Tinha-se muito recta pela madrugada e velava. Os céus estavam cerrados alto e os
ginetes faziam outras pequenas nuvens pelas narinas, fora do horto da ermida, casqueando
manso nos penedos seu sono de pé, enquanto eles lá dentro velavam seu sagrar-se
à desmesura, a sempre nova guerra.
Virgens, o olho à escuta e raiado
de sangue, os tão novos passavam a mão nos peitos luzidos de orvalho, ainda só disso,
e esperavam, montariavam golpes lá no rosar das nuvens do clarear, estremeciam no
dentro do dentro da sua novidão, Passavam a água em barros e pão ázimo, queriam
suster e viam e ouviam, sua língua de argila, os sons de muco e chão.
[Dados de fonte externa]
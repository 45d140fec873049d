use std::fmt;

use chrono::{Datelike, NaiveDate, NaiveDateTime};
use serde::{Deserialize, Serialize};
use uuid::Uuid;

use crate::calendar::{
    self, format_month_label, start_of_day, FilterKind, FilterState, DAY_MILLIS,
};
use crate::errors::LedgerError;

/// Debts due within this many days are flagged as urgent.
pub const URGENT_WINDOW_DAYS: i64 = 3;

/// The (month, year) a debt's balance is attributed to for budget filtering.
#[derive(Debug, Clone, Copy, Serialize, Deserialize, PartialEq, Eq, PartialOrd, Ord, Hash)]
pub struct BudgetBucket {
    pub year: i32,
    /// Zero-based month (0 = January).
    pub month0: u32,
}

impl BudgetBucket {
    pub fn new(year: i32, month0: u32) -> Result<Self, LedgerError> {
        if month0 > 11 {
            return Err(LedgerError::InvalidDate(format!(
                "month index {} is outside 0..=11",
                month0
            )));
        }
        Ok(Self { year, month0 })
    }

    pub fn of(date: NaiveDate) -> Self {
        Self {
            year: date.year(),
            month0: date.month0(),
        }
    }

    pub fn label(&self) -> String {
        format_month_label(self.year, self.month0)
    }
}

impl fmt::Display for BudgetBucket {
    fn fmt(&self, f: &mut fmt::Formatter<'_>) -> fmt::Result {
        write!(f, "{:04}-{:02}", self.year, self.month0 + 1)
    }
}

#[derive(Debug, Clone, Copy, Serialize, Deserialize, PartialEq, Eq)]
#[serde(rename_all = "lowercase")]
pub enum TransactionKind {
    Payment,
    Withdrawal,
}

/// One entry of a debt's append-only ledger. `amount` is always positive.
#[derive(Debug, Clone, Serialize, Deserialize, PartialEq, Eq)]
pub struct DebtTransaction {
    pub id: Uuid,
    pub date: NaiveDateTime,
    pub amount: i64,
    pub kind: TransactionKind,
    #[serde(default, skip_serializing_if = "Option::is_none")]
    pub reason: Option<String>,
}

impl DebtTransaction {
    fn new(kind: TransactionKind, amount: i64, date: NaiveDateTime, reason: Option<String>) -> Self {
        Self {
            id: Uuid::new_v4(),
            date,
            amount,
            kind,
            reason,
        }
    }

    /// Contribution of this entry to `amount_paid`.
    pub fn signed_amount(&self) -> i64 {
        match self.kind {
            TransactionKind::Payment => self.amount,
            TransactionKind::Withdrawal => -self.amount,
        }
    }
}

#[derive(Debug, Clone, Serialize, Deserialize, PartialEq, Eq)]
pub struct Debt {
    pub id: Uuid,
    pub name: String,
    pub source: String,
    pub total_amount: i64,
    pub amount_paid: i64,
    pub due_date: NaiveDate,
    pub created_at: NaiveDateTime,
    #[serde(default, skip_serializing_if = "Option::is_none")]
    pub target: Option<BudgetBucket>,
    #[serde(default)]
    pub transactions: Vec<DebtTransaction>,
}

impl Debt {
    pub fn new(
        name: impl Into<String>,
        source: impl Into<String>,
        total_amount: i64,
        due_date: NaiveDate,
        created_at: NaiveDateTime,
    ) -> Self {
        Self {
            id: Uuid::new_v4(),
            name: name.into(),
            source: source.into(),
            total_amount,
            amount_paid: 0,
            due_date,
            created_at,
            target: None,
            transactions: Vec::new(),
        }
    }

    pub fn with_target(mut self, target: BudgetBucket) -> Self {
        self.target = Some(target);
        self
    }

    /// Local midnight of the due date.
    pub fn due_instant(&self) -> NaiveDateTime {
        start_of_day(self.due_date)
    }

    pub fn remaining(&self) -> i64 {
        self.total_amount.saturating_sub(self.amount_paid)
    }

    pub fn is_completed(&self) -> bool {
        self.amount_paid >= self.total_amount
    }

    /// Paid share of the total in `0.0..=1.0`.
    pub fn progress_ratio(&self) -> f64 {
        if self.total_amount <= 0 {
            return 1.0;
        }
        (self.amount_paid as f64 / self.total_amount as f64).clamp(0.0, 1.0)
    }

    /// Resolves the budget bucket: the explicit target, else the due date's month.
    pub fn bucket(&self) -> BudgetBucket {
        self.target.unwrap_or_else(|| BudgetBucket::of(self.due_date))
    }

    /// Year and month filters match on the resolved bucket; week filters on the due date.
    pub fn matches_filter(&self, filter: &FilterState) -> bool {
        let bucket = self.bucket();
        match filter.kind {
            FilterKind::All => true,
            FilterKind::Year => bucket.year == filter.year,
            FilterKind::Month => filter
                .month0
                .map(|month0| bucket.year == filter.year && bucket.month0 == month0)
                .unwrap_or(false),
            FilterKind::Week => calendar::is_in_filter_range(self.due_instant(), filter),
        }
    }

    /// Records a payment. Amounts that would overflow the paid total are
    /// rejected and the debt is left untouched.
    pub fn apply_payment(
        &mut self,
        amount: i64,
        now: NaiveDateTime,
    ) -> Result<&DebtTransaction, LedgerError> {
        ensure_positive(amount)?;
        self.amount_paid = self
            .amount_paid
            .checked_add(amount)
            .ok_or(LedgerError::InvalidAmount(amount))?;
        Ok(self.append(DebtTransaction::new(
            TransactionKind::Payment,
            amount,
            now,
            None,
        )))
    }

    /// Takes back part of what was paid. The debt is left untouched on error.
    pub fn apply_withdrawal(
        &mut self,
        amount: i64,
        reason: impl Into<String>,
        now: NaiveDateTime,
    ) -> Result<&DebtTransaction, LedgerError> {
        ensure_positive(amount)?;
        if amount > self.amount_paid {
            return Err(LedgerError::InsufficientPaidBalance {
                requested: amount,
                available: self.amount_paid,
            });
        }
        self.amount_paid = (self.amount_paid - amount).max(0);
        Ok(self.append(DebtTransaction::new(
            TransactionKind::Withdrawal,
            amount,
            now,
            Some(reason.into()),
        )))
    }

    fn append(&mut self, transaction: DebtTransaction) -> &DebtTransaction {
        self.transactions.push(transaction);
        &self.transactions[self.transactions.len() - 1]
    }

    pub fn status(&self, now: NaiveDateTime) -> DebtStatus {
        let remaining = self.remaining();
        let due = self.due_instant();
        let millis_left = (due - now).num_milliseconds();
        let days_left = (millis_left as f64 / DAY_MILLIS as f64).ceil() as i64;
        DebtStatus {
            remaining,
            is_overdue: now > due && remaining > 0,
            days_left,
            band: StatusBand::from_days_left(days_left),
        }
    }

    /// Replays the transaction log; equals `amount_paid` for debts mutated only
    /// through the ledger operations.
    pub fn replayed_paid(&self) -> i64 {
        self.transactions
            .iter()
            .fold(0i64, |paid, txn| paid.saturating_add(txn.signed_amount()).max(0))
    }

    pub fn apply_patch(&mut self, patch: DebtPatch) -> Result<(), LedgerError> {
        if let Some(total) = patch.total_amount {
            if total < 0 {
                return Err(LedgerError::InvalidAmount(total));
            }
        }
        if let Some(name) = patch.name {
            self.name = name;
        }
        if let Some(source) = patch.source {
            self.source = source;
        }
        if let Some(total) = patch.total_amount {
            self.total_amount = total;
        }
        if let Some(due_date) = patch.due_date {
            self.due_date = due_date;
        }
        if let Some(target) = patch.target {
            self.target = target;
        }
        Ok(())
    }
}

fn ensure_positive(amount: i64) -> Result<(), LedgerError> {
    if amount <= 0 {
        Err(LedgerError::InvalidAmount(amount))
    } else {
        Ok(())
    }
}

/// Direct edits to a debt. `target: Some(None)` clears the explicit bucket.
#[derive(Debug, Clone, Default, PartialEq, Eq)]
pub struct DebtPatch {
    pub name: Option<String>,
    pub source: Option<String>,
    pub total_amount: Option<i64>,
    pub due_date: Option<NaiveDate>,
    pub target: Option<Option<BudgetBucket>>,
}

impl DebtPatch {
    pub fn is_empty(&self) -> bool {
        self == &DebtPatch::default()
    }
}

#[derive(Debug, Clone, Copy, PartialEq, Eq, Serialize)]
pub enum StatusBand {
    Overdue,
    Urgent,
    Normal,
}

impl StatusBand {
    pub fn from_days_left(days_left: i64) -> Self {
        if days_left < 0 {
            StatusBand::Overdue
        } else if days_left <= URGENT_WINDOW_DAYS {
            StatusBand::Urgent
        } else {
            StatusBand::Normal
        }
    }

    pub fn label(&self) -> &'static str {
        match self {
            StatusBand::Overdue => "overdue",
            StatusBand::Urgent => "urgent",
            StatusBand::Normal => "normal",
        }
    }
}

/// Derived view of a debt at a given instant. `days_left` is negative once overdue.
#[derive(Debug, Clone, Copy, PartialEq, Eq, Serialize)]
pub struct DebtStatus {
    pub remaining: i64,
    pub is_overdue: bool,
    pub days_left: i64,
    pub band: StatusBand,
}

#[derive(Debug, Default)]
pub struct Partition<'a> {
    pub active: Vec<&'a Debt>,
    pub completed: Vec<&'a Debt>,
}

/// Splits debts by completion, preserving relative order on each side.
pub fn partition(debts: &[Debt]) -> Partition<'_> {
    let (completed, active): (Vec<&Debt>, Vec<&Debt>) =
        debts.iter().partition(|debt| debt.is_completed());
    Partition { active, completed }
}

#[cfg(test)]
mod tests {
    use super::*;

    fn at(y: i32, m: u32, d: u32, h: u32) -> NaiveDateTime {
        NaiveDate::from_ymd_opt(y, m, d)
            .unwrap()
            .and_hms_opt(h, 0, 0)
            .unwrap()
    }

    fn sample() -> Debt {
        Debt::new(
            "Laptop",
            "Bank",
            1_000,
            NaiveDate::from_ymd_opt(2024, 6, 10).unwrap(),
            at(2024, 5, 1, 8),
        )
    }

    #[test]
    fn bucket_falls_back_to_due_date() {
        let debt = sample();
        assert_eq!(debt.bucket(), BudgetBucket { year: 2024, month0: 5 });
        let retargeted = debt.with_target(BudgetBucket::new(2024, 6).unwrap());
        assert_eq!(retargeted.bucket().month0, 6);
    }

    #[test]
    fn bucket_rejects_month_out_of_range() {
        assert!(matches!(
            BudgetBucket::new(2024, 12),
            Err(LedgerError::InvalidDate(_))
        ));
    }

    #[test]
    fn status_bands_follow_days_left() {
        let debt = sample();
        assert_eq!(debt.status(at(2024, 6, 1, 0)).band, StatusBand::Normal);
        assert_eq!(debt.status(at(2024, 6, 8, 12)).band, StatusBand::Urgent);
        let late = debt.status(at(2024, 6, 12, 0));
        assert_eq!(late.band, StatusBand::Overdue);
        assert_eq!(late.days_left, -2);
        assert!(late.is_overdue);
    }

    #[test]
    fn partial_day_rounds_days_left_up() {
        let debt = sample();
        let status = debt.status(at(2024, 6, 8, 12));
        assert_eq!(status.days_left, 2);
        assert!(!status.is_overdue);
    }

    #[test]
    fn completed_debt_is_never_overdue() {
        let mut debt = sample();
        debt.apply_payment(1_000, at(2024, 6, 1, 9)).unwrap();
        let status = debt.status(at(2024, 7, 1, 0));
        assert!(!status.is_overdue);
        assert_eq!(status.remaining, 0);
    }

    #[test]
    fn progress_ratio_is_clamped() {
        let mut debt = sample();
        debt.apply_payment(1_500, at(2024, 5, 2, 9)).unwrap();
        assert_eq!(debt.progress_ratio(), 1.0);
    }

    #[test]
    fn overflowing_payment_is_rejected_without_changes() {
        let mut debt = sample();
        debt.apply_payment(i64::MAX, at(2024, 5, 2, 9)).unwrap();
        assert!(matches!(
            debt.apply_payment(i64::MAX, at(2024, 5, 3, 9)),
            Err(LedgerError::InvalidAmount(i64::MAX))
        ));
        assert_eq!(debt.amount_paid, i64::MAX);
        assert_eq!(debt.transactions.len(), 1);
        assert_eq!(debt.remaining(), 1_000 - i64::MAX);
    }

    #[test]
    fn patch_rejects_negative_total_without_applying_other_fields() {
        let mut debt = sample();
        let patch = DebtPatch {
            name: Some("Phone".into()),
            total_amount: Some(-5),
            ..DebtPatch::default()
        };
        assert_eq!(debt.apply_patch(patch), Err(LedgerError::InvalidAmount(-5)));
        assert_eq!(debt.name, "Laptop");
    }

    #[test]
    fn patch_can_clear_target() {
        let mut debt = sample().with_target(BudgetBucket::new(2024, 8).unwrap());
        debt.apply_patch(DebtPatch {
            target: Some(None),
            ..DebtPatch::default()
        })
        .unwrap();
        assert!(debt.target.is_none());
    }
}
Vos digo
claramente que não sabiam que nada, era só um mais ser, a princesia, ir descendo
nas terras um coro de ser eu.
De ferros, de burel, estamenha e lã
cardada, de patas e pés nus só enrolados, traça da mão e cuspo em tudo e tudo, eu
vi o punho cheio a pôr-se em terra, a inteirar-se. Ninguém não era irmão e era cedo.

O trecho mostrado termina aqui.